» Exercise
Each entry, in full: copy it out exactly.

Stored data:

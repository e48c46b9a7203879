//! Agora CLI - replay and check argumentation dialogue transcripts
//!
//! # Usage
//!
//! ```bash
//! # Replay a transcript and print per-move status and the outcome
//! agora replay dinner.json
//!
//! # Same, as JSON
//! agora replay dinner.json --json
//!
//! # Validate a transcript without the report
//! agora check dinner.json
//!
//! # List the available rules
//! agora rules
//! ```

use anyhow::Result;
use clap::{Parser, Subcommand};
use colored::Colorize;
use std::path::PathBuf;

mod commands;
mod session;
mod settings;

use commands::{check, replay, rules};

/// Agora - dialogue protocol engine
///
/// Replays deliberation and persuasion transcripts through the engine.
#[derive(Parser)]
#[command(
    name = "agora",
    version,
    about = "Agora CLI - argumentation dialogue engine",
    long_about = "Agora replays multi-party dialogue transcripts.\n\n\
                  Every batch of moves is checked against the protocol rules,\n\
                  and the final dialectical status of each move is reported."
)]
struct Cli {
    /// Increase verbosity (-v, -vv, -vvv)
    #[arg(short, long, action = clap::ArgAction::Count, global = true)]
    verbose: u8,

    /// Engine settings file (TOML or JSON)
    #[arg(long, short = 'c', value_name = "FILE", global = true, env = "AGORA_CONFIG")]
    config: Option<PathBuf>,

    #[command(subcommand)]
    command: Commands,
}

#[derive(Subcommand)]
enum Commands {
    /// Replay a transcript and report the result
    #[command(name = "replay")]
    Replay(replay::ReplayArgs),

    /// Validate a transcript
    #[command(name = "check")]
    Check(check::CheckArgs),

    /// List protocol, termination and outcome rules
    #[command(name = "rules")]
    Rules(rules::RulesArgs),
}

fn main() -> Result<()> {
    let cli = Cli::parse();

    // Setup tracing based on verbosity
    setup_logging(cli.verbose);

    match cli.command {
        Commands::Replay(args) => {
            let config = settings::load(cli.config.as_deref())?;
            replay::run(args, config)
        }
        Commands::Check(args) => {
            let config = settings::load(cli.config.as_deref())?;
            check::run(args, config)
        }
        Commands::Rules(args) => rules::run(args),
    }
}

/// Setup logging based on verbosity level
fn setup_logging(verbosity: u8) {
    use tracing_subscriber::EnvFilter;

    let filter = match verbosity {
        0 => "warn",
        1 => "info",
        2 => "debug",
        _ => "trace",
    };

    tracing_subscriber::fmt()
        .with_writer(std::io::stderr)
        .with_env_filter(EnvFilter::try_from_default_env().unwrap_or_else(|_| EnvFilter::new(filter)))
        .init();
}

/// Print a success message with a checkmark
pub fn print_success(msg: &str) {
    println!("{} {}", "✓".green().bold(), msg);
}

/// Print an error message with an X
pub fn print_error(msg: &str) {
    eprintln!("{} {}", "✗".red().bold(), msg);
}

/// Print a warning message
pub fn print_warning(msg: &str) {
    println!("{} {}", "⚠".yellow().bold(), msg);
}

» Answer to this task
repository e48c46b9a7203879
//! Agora CLI - replay and check argumentation dialogue transcripts
//!
//! # Usage
//!
//! ```bash
//! # Replay a transcript and print per-move status and the outcome
//! agora replay dinner.json
//!
//! # Same, as JSON
//! agora replay dinner.json --json
//!
//! # Validate a transcript without the report
//! agora check dinner.json
//!
//! # List the available rules
//! agora rules
//! ```

use anyhow::Result;
use clap::{Parser, Subcommand};
use colored::Colorize;
use std::path::PathBuf;

mod commands;
mod session;
mod settings;

use commands::{check, replay, rules};

/// Agora - dialogue protocol engine
///
/// Replays deliberation and persuasion transcripts through the engine.
#[derive(Parser)]
#[command(
    name = "agora",
    version,
    about = "Agora CLI - argumentation dialogue engine",
    long_about = "Agora replays multi-party dialogue transcripts.\n\n\
                  Every batch of moves is checked against the protocol rules,\n\
                  and the final dialectical status of each move is reported."
)]
struct Cli {
    /// Increase verbosity (-v, -vv, -vvv)
    #[arg(short, long, action = clap::ArgAction::Count, global = true)]
    verbose: u8,

    /// Engine settings file (TOML or JSON)
    #[arg(long, short = 'c', value_name = "FILE", global = true, env = "AGORA_CONFIG")]
    config: Option<PathBuf>,

    #[command(subcommand)]
    command: Commands,
}

#[derive(Subcommand)]
enum Commands {
    /// Replay a transcript and report the result
    #[command(name = "replay")]
    Replay(replay::ReplayArgs),

    /// Validate a transcript
    #[command(name = "check")]
    Check(check::CheckArgs),

    /// List protocol, termination and outcome rules
    #[command(name = "rules")]
    Rules(rules::RulesArgs),
}

fn main() -> Result<()> {
    let cli = Cli::parse();

    // Setup tracing based on verbosity
    setup_logging(cli.verbose);

    match cli.command {
        Commands::Replay(args) => {
            let config = settings::load(cli.config.as_deref())?;
            replay::run(args, config)
        }
        Commands::Check(args) => {
            let config = settings::load(cli.config.as_deref())?;
            check::run(args, config)
        }
        Commands::Rules(args) => rules::run(args),
    }
}

/// Setup logging based on verbosity level
fn setup_logging(verbosity: u8) {
    use tracing_subscriber::EnvFilter;

    let filter = match verbosity {
        0 => "warn",
        1 => "info",
        2 => "debug",
        _ => "trace",
    };

    tracing_subscriber::fmt()
        .with_writer(std::io::stderr)
        .with_env_filter(EnvFilter::try_from_default_env().unwrap_or_else(|_| EnvFilter::new(filter)))
        .init();
}

/// Print a success message with a checkmark
pub fn print_success(msg: &str) {
    println!("{} {}", "✓".green().bold(), msg);
}

/// Print an error message with an X
pub fn print_error(msg: &str) {
    eprintln!("{} {}", "✗".red().bold(), msg);
}

/// Print a warning message
pub fn print_warning(msg: &str) {
    println!("{} {}", "⚠".yellow().bold(), msg);
}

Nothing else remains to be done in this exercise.